Listed records:
_ _ _ _ _ _ _

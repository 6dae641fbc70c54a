pub mod init;
mod schema;

pub use schema::Config;

use anyhow::{Context, Result};
use std::fs;
use std::path::{Path, PathBuf};

/// Get the config directory path (~/.config/prog-predict/)
pub fn get_config_dir() -> PathBuf {
    let home = dirs::home_dir().unwrap_or_else(|| PathBuf::from("."));
    home.join(".config").join("prog-predict")
}

/// Get the default config file path (~/.config/prog-predict/config.yaml)
pub fn get_config_path() -> PathBuf {
    get_config_dir().join("config.yaml")
}

/// Ensure the config directory exists
pub fn ensure_config_dir() -> Result<()> {
    let config_dir = get_config_dir();
    if !config_dir.exists() {
        fs::create_dir_all(&config_dir)
            .with_context(|| format!("Failed to create config directory at {}", config_dir.display()))?;
    }
    Ok(())
}

/// Expand a leading `~` and anchor relative paths at `base`.
pub fn resolve_path(path: &Path, base: &Path) -> PathBuf {
    if let Ok(rest) = path.strip_prefix("~") {
        if let Some(home) = dirs::home_dir() {
            return home.join(rest);
        }
    }
    if path.is_relative() {
        base.join(path)
    } else {
        path.to_path_buf()
    }
}

/// A loaded config with every path made absolute.
#[derive(Debug, Clone)]
pub struct ResolvedConfig {
    pub config: Config,
    pub path: PathBuf,
    pub model_path: PathBuf,
    pub log_path: PathBuf,
}

/// Load configuration from a YAML file
///
/// # Arguments
///
/// * `path` - Optional path to config file. If None, uses default path (~/.config/prog-predict/config.yaml)
///
/// # Errors
///
/// Returns an error if:
/// - The config file does not exist
/// - The config file cannot be read
/// - The YAML cannot be parsed
pub fn load_config(path: Option<PathBuf>) -> Result<ResolvedConfig> {
    let config_path = path.unwrap_or_else(get_config_path);

    if !config_path.exists() {
        anyhow::bail!(
            "Config file not found at {}. Run `prog-predict init` to create one",
            config_path.display()
        );
    }

    let config_content = fs::read_to_string(&config_path)
        .with_context(|| format!("Failed to read config file at {}", config_path.display()))?;

    let config: Config = serde_saphyr::from_str(&config_content)
        .with_context(|| format!("Failed to parse config: invalid YAML in {}", config_path.display()))?;

    let base = config_path
        .parent()
        .map(Path::to_path_buf)
        .unwrap_or_else(|| PathBuf::from("."));
    let model_path = resolve_path(&config.model, &base);
    let log_path = match &config.log_file {
        Some(p) => resolve_path(p, &base),
        None => crate::history::get_log_path(),
    };

    Ok(ResolvedConfig {
        config,
        path: config_path,
        model_path,
        log_path,
    })
}

#[cfg(test)]
mod tests {
    use super::*;
    use crate::features::InputKind;
    use std::env;

    #[test]
    fn test_resolve_relative_against_base() {
        let resolved = resolve_path(Path::new("model.json"), Path::new("/etc/prog"));
        assert_eq!(resolved, PathBuf::from("/etc/prog/model.json"));
    }

    #[test]
    fn test_resolve_absolute_unchanged() {
        let resolved = resolve_path(Path::new("/srv/model.json"), Path::new("/etc/prog"));
        assert_eq!(resolved, PathBuf::from("/srv/model.json"));
    }

    #[test]
    fn test_resolve_tilde() {
        let resolved = resolve_path(Path::new("~/models/m.json"), Path::new("/etc/prog"));
        if let Some(home) = dirs::home_dir() {
            assert_eq!(resolved, home.join("models/m.json"));
        }
    }

    #[test]
    fn test_load_config_resolves_paths() {
        let dir = env::temp_dir().join("prog_predict_test_config");
        fs::create_dir_all(&dir).unwrap();
        let path = dir.join("config.yaml");
        fs::write(
            &path,
            r#"
model: model.json
log_file: logs/predictions.csv
scaling:
  input: clinical
  approximate: true
  fields:
    age: { center: 50, spread: 10 }
"#,
        )
        .unwrap();

        let resolved = load_config(Some(path.clone())).unwrap();
        assert_eq!(resolved.model_path, dir.join("model.json"));
        assert_eq!(resolved.log_path, dir.join("logs/predictions.csv"));
        assert_eq!(resolved.config.scaling.input, InputKind::Clinical);
        assert!(resolved.config.scaling.approximate);

        let _ = fs::remove_dir_all(&dir);
    }

    #[test]
    fn test_load_config_defaults() {
        let path = env::temp_dir().join("prog_predict_test_config_min.yaml");
        fs::write(&path, "model: /srv/model.json\n").unwrap();

        let resolved = load_config(Some(path.clone())).unwrap();
        assert_eq!(resolved.model_path, PathBuf::from("/srv/model.json"));
        assert_eq!(resolved.log_path, crate::history::get_log_path());
        assert_eq!(resolved.config.scaling.input, InputKind::Standardized);

        let _ = fs::remove_file(&path);
    }

    #[test]
    fn test_demo_configs_load() {
        let dir = Path::new(env!("CARGO_MANIFEST_DIR")).join("demos");

        let standardized = load_config(Some(dir.join("config.yaml"))).unwrap();
        assert_eq!(standardized.config.scaling.input, InputKind::Standardized);
        assert_eq!(standardized.model_path, dir.join("linear_model.json"));

        let clinical = load_config(Some(dir.join("config-clinical.yaml"))).unwrap();
        assert_eq!(clinical.config.scaling, crate::normalize::ScalingConfig::clinical_starter());
    }

    #[test]
    fn test_load_config_missing() {
        let path = env::temp_dir().join("prog_predict_test_config_absent.yaml");
        let _ = fs::remove_file(&path);
        let err = load_config(Some(path)).unwrap_err();
        assert!(err.to_string().contains("prog-predict init"));
    }

    #[test]
    fn test_load_config_rejects_unknown_keys() {
        let path = env::temp_dir().join("prog_predict_test_config_unknown.yaml");
        fs::write(&path, "model: m.json\nqueries: []\n").unwrap();
        assert!(load_config(Some(path.clone())).is_err());
        let _ = fs::remove_file(&path);
    }
}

_ _ _ _ _ _ _

Prompt: The lines to report are those in the material above that contain the word "init"; copy every one of them.

Task response:
pub mod init;
            "Config file not found at {}. Run `prog-predict init` to create one",
        assert!(err.to_string().contains("prog-predict init"));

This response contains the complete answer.